───── Entries supplied ─────

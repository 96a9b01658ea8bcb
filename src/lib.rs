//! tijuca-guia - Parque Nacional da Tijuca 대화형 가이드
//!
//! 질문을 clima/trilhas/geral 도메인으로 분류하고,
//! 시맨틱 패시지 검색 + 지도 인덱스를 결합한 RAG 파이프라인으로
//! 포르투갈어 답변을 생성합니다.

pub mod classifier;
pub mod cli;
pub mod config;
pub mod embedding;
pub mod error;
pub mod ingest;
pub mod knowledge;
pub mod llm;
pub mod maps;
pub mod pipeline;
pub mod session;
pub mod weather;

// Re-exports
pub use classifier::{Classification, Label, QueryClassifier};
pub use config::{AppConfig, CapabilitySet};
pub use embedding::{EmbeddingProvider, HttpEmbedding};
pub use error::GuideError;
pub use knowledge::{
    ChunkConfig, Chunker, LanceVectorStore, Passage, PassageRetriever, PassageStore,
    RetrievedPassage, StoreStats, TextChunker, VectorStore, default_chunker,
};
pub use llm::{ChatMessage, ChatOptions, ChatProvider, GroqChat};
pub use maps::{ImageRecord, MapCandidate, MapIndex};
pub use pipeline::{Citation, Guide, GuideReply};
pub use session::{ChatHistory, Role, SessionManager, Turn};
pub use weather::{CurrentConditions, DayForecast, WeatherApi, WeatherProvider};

─────

Exercise details →
Reproduce each line in the listing above that mentions the string "session".

Finished exercise →
pub mod session;
pub use session::{ChatHistory, Role, SessionManager, Turn};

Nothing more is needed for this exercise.